Give back each line of the listing below that contains the string "PlaylistEnd".

Top of DATA SUPPLIED

//! Commands accepted by the coordinator and notifications it produces.
//!
//! The wire encoding lives with the remote link; these are the decoded forms.

use crate::queue::QueueSpec;
use bridge_traits::playback::Track;
use tokio::sync::mpsc;

/// A decoded command from the control server.
#[derive(Debug, Clone, PartialEq, Eq)]
pub enum RemoteCommand {
    Play(QueueSpec),
    /// Same as play; the server already sent the list in shuffled order.
    Shuffle(QueueSpec),
    Stop,
    Pause,
    Resume,
    Next,
}

impl RemoteCommand {
    /// Wire event name.
    pub fn name(&self) -> &'static str {
        match self {
            RemoteCommand::Play(_) => "play",
            RemoteCommand::Shuffle(_) => "shuffle",
            RemoteCommand::Stop => "stop",
            RemoteCommand::Pause => "pause",
            RemoteCommand::Resume => "resume",
            RemoteCommand::Next => "next",
        }
    }
}

/// Status report sent back to the control server.
#[derive(Debug, Clone, PartialEq, Eq)]
pub enum Notification {
    Playing(Track),
    /// The queue played to its end; carries the remote list the server sent.
    PlaylistEnd(Vec<String>),
    Paused,
    Stopped,
    Resumed,
}

impl Notification {
    /// Wire event name.
    pub fn event_name(&self) -> &'static str {
        match self {
            Notification::Playing(_) => "playing",
            Notification::PlaylistEnd(_) => "playlistEnd",
            Notification::Paused => "paused",
            Notification::Stopped => "stopped",
            Notification::Resumed => "resumed",
        }
    }
}

pub type NotificationSender = mpsc::UnboundedSender<Notification>;
pub type NotificationReceiver = mpsc::UnboundedReceiver<Notification>;

/// Connection changes forwarded by the remote link.
#[derive(Debug, Clone, PartialEq, Eq)]
pub enum LinkStatus {
    Connected,
    Disconnected { reason: String },
}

Bottom of DATA SUPPLIED

RESULT OF THIS EXERCISE
    PlaylistEnd(Vec<String>),
            Notification::PlaylistEnd(_) => "playlistEnd",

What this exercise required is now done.